Guillermo Sabbioni
Game Theory (ECO4400)
Book: Games of Strategy, by Dixit & Skeath
Chapter 4: Simultaneous-move games with pure strategies: discrete strategies.
If moving at the same time: you don’t know what the other is choosing (simultaneous
move games). Other name: imperfect information games. Examples: voting, soccer
kicker and goalie (can’t afford to wait). Each player must figure out what others are doing
when the others are trying to figure out what this player is doing (circularity).
1. Depicting simultaneous-move games with discrete strategies
Strategy=action in simultaneous games (players choose only once). True either for
discrete or continuous choices. Game: described by a matrix or payoff table (see Fig 4.1).
If more than 2 players: other dimension besides row and column (page, for ex). By
convention: the first payoff corresponds to the row player. If the payoff for one player is
the negative of the payoff for the other player: zero-sum games (or constant-sum
games). In that case: only list one player’s payoffs (usually Row). See fig 4.2.
2. Nash equilibrium
Best Response: what is the best you can do given what your rival does (mental exercise).

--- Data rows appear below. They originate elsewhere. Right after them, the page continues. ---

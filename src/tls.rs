use std::fs::File;
use std::io::{self, BufReader, ErrorKind};
use std::sync::Arc;

use pgwire::tokio::tokio_rustls::rustls::ServerConfig;
use pgwire::tokio::TlsAcceptor;

use crate::config::Config;

/// TLS acceptor from the configured PEM files, or `None` when TLS is off.
pub fn acceptor_from_config(config: &Config) -> io::Result<Option<TlsAcceptor>> {
    match (config.tls_cert.as_deref(), config.tls_key.as_deref()) {
        (Some(cert), Some(key)) => load_tls_acceptor(cert, key).map(Some),
        _ => Ok(None),
    }
}

pub fn load_tls_acceptor(cert_path: &str, key_path: &str) -> io::Result<TlsAcceptor> {
    let certs: Vec<_> = rustls_pemfile::certs(&mut BufReader::new(File::open(cert_path)?))
        .collect::<Result<_, _>>()?;
    if certs.is_empty() {
        return Err(io::Error::new(
            ErrorKind::InvalidInput,
            format!("no certificates found in {cert_path}"),
        ));
    }

    let key = rustls_pemfile::private_key(&mut BufReader::new(File::open(key_path)?))?
        .ok_or_else(|| io::Error::new(ErrorKind::InvalidInput, "no private key found in key file"))?;

    let mut server_config = ServerConfig::builder()
        .with_no_client_auth()
        .with_single_cert(certs, key)
        .map_err(|e| io::Error::new(ErrorKind::InvalidInput, e))?;
    server_config.alpn_protocols = vec![b"postgresql".to_vec()];

    Ok(TlsAcceptor::from(Arc::new(server_config)))
}

#[cfg(test)]
mod tests {
    use super::*;

    #[test]
    fn no_files_means_plaintext() {
        let config = Config::from_lookup(|_| None).unwrap();
        assert!(acceptor_from_config(&config).unwrap().is_none());
    }

    #[test]
    fn missing_cert_file_is_an_error() {
        let Err(err) = load_tls_acceptor("/nonexistent/cert.pem", "/nonexistent/key.pem") else {
            panic!("missing cert file must fail");
        };
        assert_eq!(err.kind(), ErrorKind::NotFound);
    }

    #[test]
    fn empty_cert_file_is_rejected() {
        let dir = std::env::temp_dir().join("roomslot_test_tls");
        std::fs::create_dir_all(&dir).unwrap();
        let cert = dir.join("empty.pem");
        std::fs::write(&cert, "").unwrap();
        let Err(err) = load_tls_acceptor(cert.to_str().unwrap(), "/nonexistent/key.pem") else {
            panic!("empty cert file must fail");
        };
        assert_eq!(err.kind(), ErrorKind::InvalidInput);
    }
}
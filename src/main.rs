use std::sync::Arc;
use std::time::Duration;

use tokio::net::TcpListener;
use tokio::sync::Semaphore;
use tracing::info;

use roomslot::audit::AuditLog;
use roomslot::clock::SystemClock;
use roomslot::config::Config;
use roomslot::engine::Engine;
use roomslot::{maintenance, observability, tls, wire};

#[tokio::main]
async fn main() -> Result<(), Box<dyn std::error::Error>> {
    tracing_subscriber::fmt::init();

    let config = Config::from_env()?;
    observability::init(config.metrics_port)?;
    let tls_acceptor = tls::acceptor_from_config(&config)?;

    // Ensure data directory exists
    std::fs::create_dir_all(&config.data_dir)?;

    let engine = Arc::new(
        Engine::new(config.wal_path(), config.calendar, Arc::new(SystemClock))?
            .with_lock_timeout(config.lock_timeout),
    );
    let audit = Arc::new(AuditLog::open(&config.audit_path())?);

    tokio::spawn(maintenance::run_sweeper(engine.clone(), config.sweep_interval));
    tokio::spawn(maintenance::run_compactor(engine.clone(), config.compact_threshold));

    let max_connections = config.max_connections;
    let semaphore = Arc::new(Semaphore::new(max_connections));

    let addr = config.listen_addr();
    let listener = TcpListener::bind(&addr).await?;
    info!("roomslot listening on {addr}");
    info!("  data_dir: {}", config.data_dir.display());
    info!("  max_connections: {max_connections}");
    info!(
        "  calendar: {} {}-{}",
        config.calendar.zone_name(),
        config.calendar.open().format("%H:%M"),
        config.calendar.close().format("%H:%M")
    );
    info!("  tls: {}", if tls_acceptor.is_some() { "enabled" } else { "disabled" });
    info!(
        "  metrics: {}",
        config
            .metrics_port
            .map_or("disabled".to_string(), |p| format!("http://0.0.0.0:{p}/metrics"))
    );

    // Graceful shutdown: stop accepting on SIGTERM/ctrl-c, drain in-flight connections
    #[cfg(unix)]
    let mut sigterm = tokio::signal::unix::signal(tokio::signal::unix::SignalKind::terminate())?;
    let shutdown = async {
        let ctrl_c = tokio::signal::ctrl_c();
        #[cfg(unix)]
        {
            tokio::select! {
                _ = ctrl_c => {}
                _ = sigterm.recv() => {}
            }
        }
        #[cfg(not(unix))]
        {
            ctrl_c.await.ok();
        }
    };
    tokio::pin!(shutdown);

    loop {
        tokio::select! {
            result = listener.accept() => {
                let (socket, peer) = match result {
                    Ok(conn) => conn,
                    Err(e) => {
                        tracing::error!("accept error: {e}");
                        continue;
                    }
                };

                let permit = match semaphore.clone().try_acquire_owned() {
                    Ok(permit) => permit,
                    Err(_) => {
                        tracing::warn!("connection limit reached, rejecting {peer}");
                        metrics::counter!(observability::CONNECTIONS_REJECTED_TOTAL).increment(1);
                        drop(socket);
                        continue;
                    }
                };

                info!("connection from {peer}");
                metrics::counter!(observability::CONNECTIONS_TOTAL).increment(1);
                metrics::gauge!(observability::CONNECTIONS_ACTIVE).increment(1.0);
                let engine = engine.clone();
                let audit = audit.clone();
                let pw = config.password.clone();
                let tls = tls_acceptor.clone();

                tokio::spawn(async move {
                    let _permit = permit; // held until connection closes
                    if let Err(e) = wire::process_connection(socket, engine, audit, pw, tls).await {
                        tracing::error!("connection error from {peer}: {e}");
                    }
                    metrics::gauge!(observability::CONNECTIONS_ACTIVE).decrement(1.0);
                });
            }
            _ = &mut shutdown => {
                info!("shutdown signal received, stopping accept loop");
                break;
            }
        }
    }

    // Wait for in-flight connections to finish (up to 10s)
    info!("draining connections...");
    let drain_deadline = tokio::time::sleep(Duration::from_secs(10));
    tokio::pin!(drain_deadline);

    loop {
        if semaphore.available_permits() == max_connections {
            info!("all connections drained");
            break;
        }
        tokio::select! {
            _ = &mut drain_deadline => {
                let remaining = max_connections - semaphore.available_permits();
                tracing::warn!("drain timeout, {remaining} connections still open");
                break;
            }
            _ = tokio::time::sleep(Duration::from_millis(100)) => {}
        }
    }

    info!("roomslot stopped");
    Ok(())
}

See fig 4.1 and focus on Low, Middle. Nobody gains by deviating. Both strategies are
best responses. That is a Nash Equilibrium. Recall: players make their choices
independently (non cooperative game).
Definition: a NE is a list of strategies (1 for each player) such that no player can get a
better payoff by switching to other strategy while all the other players adhere to the
strategies specified for them in that list.
a. Some further explanation
Why not High, Left? Row wants to deviate to Bottom. Also, no need for NE payoffs to be
strictly better than the other available choices. See fig 4.3. Also, no need for a NE to be
jointly best for both players. See also fig 4.2: Short-Pass by Offense and Pass by Defense
is a NE. How to find a NE? Cell by cell inspection is possible (tedious?).
b. NE as a system of beliefs and choices
Paradox: How do you respond if you don’t see the other’s choice? You put yourself in
the other’s shoes: think about what he is thinking… circle. NE is the culmination of this
process of thinking about thinking, where each player correctly figures out the others’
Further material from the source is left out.